Repository: A.I. from-Scratch — ML-Agents-Example

Currently, it’s just a human-controlled game, no machine learning involved, YET! By pressing the space key, you can let the car jump to dodge the incoming vehicles.

We will train an A.I. via Machine Learning to do the same thing, hopefully, better than we — or at least I — can. If you prefer to watch a video instead, this is for you:

Step 1: Transforming our player into an Agent

This is a simple game on purpose, we can always increase the complexity later. But starting simple decreases the potential amount of bugs. I always try to start so simple that it’s almost boring.

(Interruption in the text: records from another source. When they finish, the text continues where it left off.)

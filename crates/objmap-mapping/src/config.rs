//! Mapper configuration
//!
//! Type maps are registered on a [`MapperConfigurationBuilder`]. Building the
//! configuration validates every map against the constructor catalog; the
//! resulting [`MapperConfiguration`] is immutable and can be shared between
//! threads.

use std::any::{TypeId, type_name};
use std::collections::HashMap;
use std::fmt;
use std::sync::Arc;
use tracing::{debug, warn};

use crate::catalog::{ConstructorCatalog, DeclaredCatalog, Destination};
use crate::context::ResolutionContext;
use crate::executor;
use crate::mapper::Mapper;
use crate::settings::MapperSettings;
use crate::type_map::{ErasedTypeMap, TypeMap};
use crate::{ConfigurationError, ConfigurationErrors, MappingError};

type TypePair = (TypeId, TypeId);

/// Collects type maps before validation
pub struct MapperConfigurationBuilder {
    settings: MapperSettings,
    catalog: Arc<dyn ConstructorCatalog>,
    maps: Vec<Box<dyn ErasedTypeMap>>,
    index: HashMap<TypePair, usize>,
}

impl MapperConfigurationBuilder {
    /// Create a builder with default settings and the declared catalog
    #[must_use]
    pub fn new() -> Self {
        Self {
            settings: MapperSettings::default(),
            catalog: Arc::new(DeclaredCatalog::new()),
            maps: Vec::new(),
            index: HashMap::new(),
        }
    }

    /// Replace the settings
    pub fn with_settings(&mut self, settings: MapperSettings) -> &mut Self {
        self.settings = settings;
        self
    }

    /// Replace the constructor catalog
    pub fn with_catalog(&mut self, catalog: impl ConstructorCatalog + 'static) -> &mut Self {
        self.catalog = Arc::new(catalog);
        self
    }

    /// Register and configure the map from `S` to `D`
    ///
    /// # Errors
    ///
    /// Returns [`ConfigurationError::DuplicateTypeMap`] when the pair is
    /// already registered, or the first error returned by `configure`.
    pub fn create_map<S: 'static, D: Destination>(
        &mut self,
        configure: impl FnOnce(&mut TypeMap<S, D>) -> Result<(), ConfigurationError>,
    ) -> Result<&mut Self, ConfigurationError> {
        let key = (TypeId::of::<S>(), TypeId::of::<D>());
        if self.index.contains_key(&key) {
            return Err(ConfigurationError::DuplicateTypeMap {
                source_type: type_name::<S>().to_string(),
                destination: D::full_name().to_string(),
            });
        }

        let mut map = TypeMap::<S, D>::new();
        configure(&mut map)?;

        debug!(
            source_type = type_name::<S>(),
            destination = D::full_name(),
            ctor_params = map.ctor_param_bindings().len(),
            members = map.member_bindings().len(),
            "registered type map"
        );
        self.index.insert(key, self.maps.len());
        self.maps.push(Box::new(map));
        Ok(self)
    }

    /// Number of registered type maps
    #[must_use]
    pub fn len(&self) -> usize {
        self.maps.len()
    }

    /// Check if no type map is registered
    #[must_use]
    pub fn is_empty(&self) -> bool {
        self.maps.is_empty()
    }

    /// Validate every type map and seal the configuration
    ///
    /// Each map reports at most one error; errors of all maps are returned together.
    ///
    /// # Errors
    ///
    /// Returns the collected [`ConfigurationErrors`] when any map is invalid.
    pub fn build(mut self) -> Result<MapperConfiguration, ConfigurationErrors> {
        let mut errors = Vec::new();
        for map in &mut self.maps {
            if let Err(error) = map.seal(self.catalog.as_ref()) {
                errors.push(error);
            }
        }

        if !errors.is_empty() {
            warn!(errors = errors.len(), "mapper configuration is invalid");
            return Err(ConfigurationErrors::new(errors));
        }

        debug!(type_maps = self.maps.len(), "mapper configuration sealed");
        Ok(MapperConfiguration {
            settings: self.settings,
            catalog: self.catalog,
            maps: self.maps,
            index: self.index,
        })
    }
}

impl Default for MapperConfigurationBuilder {
    fn default() -> Self {
        Self::new()
    }
}

impl fmt::Debug for MapperConfigurationBuilder {
    fn fmt(&self, f: &mut fmt::Formatter<'_>) -> fmt::Result {
        f.debug_struct("MapperConfigurationBuilder")
            .field("settings", &self.settings)
            .field("maps", &describe(&self.maps))
            .finish_non_exhaustive()
    }
}

/// Validated, immutable set of type maps
pub struct MapperConfiguration {
    settings: MapperSettings,
    catalog: Arc<dyn ConstructorCatalog>,
    maps: Vec<Box<dyn ErasedTypeMap>>,
    index: HashMap<TypePair, usize>,
}

impl MapperConfiguration {
    /// Start a configuration
    #[must_use]
    pub fn builder() -> MapperConfigurationBuilder {
        MapperConfigurationBuilder::new()
    }

    /// Configure and build in one step
    ///
    /// # Errors
    ///
    /// Returns the registration error raised by `configure`, or every
    /// validation error found while building.
    pub fn new(
        configure: impl FnOnce(&mut MapperConfigurationBuilder) -> Result<(), ConfigurationError>,
    ) -> Result<Self, ConfigurationErrors> {
        let mut builder = MapperConfigurationBuilder::new();
        configure(&mut builder)?;
        builder.build()
    }

    /// Settings in effect
    #[must_use]
    pub fn settings(&self) -> &MapperSettings {
        &self.settings
    }

    /// Look up the map from `S` to `D`
    #[must_use]
    pub fn type_map<S: 'static, D: Destination>(&self) -> Option<&TypeMap<S, D>> {
        let position = self.index.get(&(TypeId::of::<S>(), TypeId::of::<D>()))?;
        self.maps[*position].as_any().downcast_ref()
    }

    /// Number of type maps
    #[must_use]
    pub fn len(&self) -> usize {
        self.maps.len()
    }

    /// Check if the configuration has no type maps
    #[must_use]
    pub fn is_empty(&self) -> bool {
        self.maps.is_empty()
    }

    /// Validate every type map again
    ///
    /// A configuration that built successfully passes again; the catalog
    /// answers are stable for a given type.
    ///
    /// # Errors
    ///
    /// Returns the collected [`ConfigurationErrors`] when any map is invalid.
    pub fn assert_configuration_is_valid(&self) -> Result<(), ConfigurationErrors> {
        let errors: Vec<_> = self
            .maps
            .iter()
            .filter_map(|map| map.check(self.catalog.as_ref()).err())
            .collect();
        if errors.is_empty() {
            Ok(())
        } else {
            Err(ConfigurationErrors::new(errors))
        }
    }

    /// Create a mapper over this configuration
    #[must_use]
    pub fn create_mapper(self) -> Mapper {
        Mapper::new(self)
    }

    pub(crate) fn execute<S: 'static, D: Destination>(
        &self,
        source: &S,
        context: &mut ResolutionContext<'_>,
    ) -> crate::Result<D> {
        let map = self
            .type_map::<S, D>()
            .ok_or_else(|| MappingError::MissingTypeMap {
                source_type: type_name::<S>().to_string(),
                destination: D::full_name().to_string(),
            })?;
        executor::construct(map, source, context)
    }
}

impl fmt::Debug for MapperConfiguration {
    fn fmt(&self, f: &mut fmt::Formatter<'_>) -> fmt::Result {
        f.debug_struct("MapperConfiguration")
            .field("settings", &self.settings)
            .field("maps", &describe(&self.maps))
            .finish_non_exhaustive()
    }
}

fn describe(maps: &[Box<dyn ErasedTypeMap>]) -> Vec<String> {
    maps.iter()
        .map(|map| format!("{} -> {}", map.source_name(), map.destination_name()))
        .collect()
}

#[cfg(test)]
mod tests {
    use super::*;
    use crate::ConfigurationErrorKind;
    use crate::catalog::{Arguments, ConstructorDescriptor};

    struct Source {
        value: i32,
    }

    #[derive(Debug)]
    struct Dest {
        value1: i32,
    }

    impl Destination for Dest {
        fn constructor() -> Option<ConstructorDescriptor> {
            Some(ConstructorDescriptor::new().parameter::<i32>("thing"))
        }

        fn construct(mut args: Arguments) -> crate::Result<Self> {
            Ok(Self {
                value1: args.take("thing")?,
            })
        }
    }

    struct Other;

    impl Destination for Other {
        fn constructor() -> Option<ConstructorDescriptor> {
            None
        }

        fn construct(_args: Arguments) -> crate::Result<Self> {
            Ok(Self)
        }
    }

    #[test]
    fn test_type_map_lookup() {
        let config = MapperConfiguration::new(|cfg| {
            cfg.create_map::<Source, Dest>(|map| {
                map.for_ctor_param("thing", |opt| opt.map_from(|s: &Source| s.value))?;
                Ok(())
            })?;
            Ok(())
        })
        .unwrap();

        let map = config.type_map::<Source, Dest>().unwrap();
        assert!(map.is_validated());
        assert!(config.type_map::<Source, Other>().is_none());
        assert_eq!(config.len(), 1);

        let dest: Dest = config.create_mapper().map(&Source { value: 2 }).unwrap();
        assert_eq!(dest.value1, 2);
    }

    #[test]
    fn test_duplicate_type_map() {
        let err = MapperConfiguration::new(|cfg| {
            cfg.create_map::<Source, Dest>(|_| Ok(()))?;
            cfg.create_map::<Source, Dest>(|_| Ok(()))?;
            Ok(())
        })
        .unwrap_err();
        assert!(err.contains(ConfigurationErrorKind::DuplicateTypeMap));
    }

    #[test]
    fn test_errors_aggregated_across_maps() {
        let err = MapperConfiguration::new(|cfg| {
            cfg.create_map::<Source, Dest>(|map| {
                map.for_ctor_param("think", |opt| opt.map_from(|s: &Source| s.value))?;
                Ok(())
            })?;
            cfg.create_map::<Source, Other>(|map| {
                map.for_ctor_param("thing", |opt| opt.map_from(|s: &Source| s.value))?;
                Ok(())
            })?;
            Ok(())
        })
        .unwrap_err();

        assert_eq!(err.len(), 2);
        assert_eq!(err.errors()[0].kind(), ConfigurationErrorKind::UnknownCtorParam);
        assert_eq!(err.errors()[1].kind(), ConfigurationErrorKind::NoConstructor);
        let message = err.to_string();
        assert!(message.contains(Dest::full_name()));
        assert!(message.contains(Other::full_name()));
    }

    #[test]
    fn test_assert_configuration_is_valid_is_stable() {
        let config = MapperConfiguration::new(|cfg| {
            cfg.create_map::<Source, Dest>(|map| {
                map.for_ctor_param("thing", |opt| opt.map_from(|s: &Source| s.value))?;
                Ok(())
            })?;
            Ok(())
        })
        .unwrap();

        assert!(config.assert_configuration_is_valid().is_ok());
        assert!(config.assert_configuration_is_valid().is_ok());
    }

    #[test]
    fn test_execute_without_map() {
        let config = MapperConfiguration::builder().build().unwrap();
        let mapper = config.create_mapper();
        let err = mapper.map::<Source, Dest>(&Source { value: 1 }).unwrap_err();
        assert!(matches!(err, MappingError::MissingTypeMap { .. }));
    }

    #[test]
    fn test_mapper_configuration_is_send_and_sync() {
        fn assert_send_sync<T: Send + Sync>() {}
        assert_send_sync::<MapperConfiguration>();
    }
}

If you open up the main scene you can see a Spawner object located inside the Environment. Here you can determine the enemy cars being spawned and the interval they are being spawned with. But we can just leave it as it is. Next, inside our Spawner, our Player is located with a simple script called Jumper that is responsible for, well jumping.

The Jumper.cs script is really the only script we are concerned with, because this is what our A.I. will control. The main protagonists in our ML-Agents world are, as the name implies — agents — so let’s transform our jumper into one. Instead of inheriting from MonoBehaviour, it should inherit from Agent.

public class Jumper : Agent

Ta-da 🧙‍♂️, it is now an agent. Next, we add a Behaviour Parameters script to our player because, without it, our agent is brainless. Let’s name it something useful like “Jumper”.

Now for the hard part, we have to think about the observations our agent needs to collect — meaning what information does it require and what actions can it take. Let’s start with the simple one first, actions.

Our Agent can jump and it can do nothing. That’s it. So we have two options, which means we have a Discrete Action Space with a size of 2, and just a single branch.

Multiple branches are useful if we would want to combine movement and jumping for example: Then we could use one branch for movement and one for jumping. A single branch would only allow movement or jumping but not both at the same time. Check out the Wall Jump example if you want to learn more about that. In our case a single branch will do.

Next, the observations. Here, there is right or wrong answer. Just try to think about a few possible ways an agent could observe the environment, how much data they each require and how much filtering an agent has to do, to infer useful information. Really, pause reading now and think about it …

… My idea is to start very simple, and I think our agent really only needs the distance to the next car, in order to time the jump right.

So I will go with a raycast, which you can imagine like a laser beam shot out from the agent until it hits something. It can register if something was hit, what was hit, and how far the thing hit is away. As this is a very common way of observing, Unity has conveniently prepared a simple script we can use for that, nice 👌.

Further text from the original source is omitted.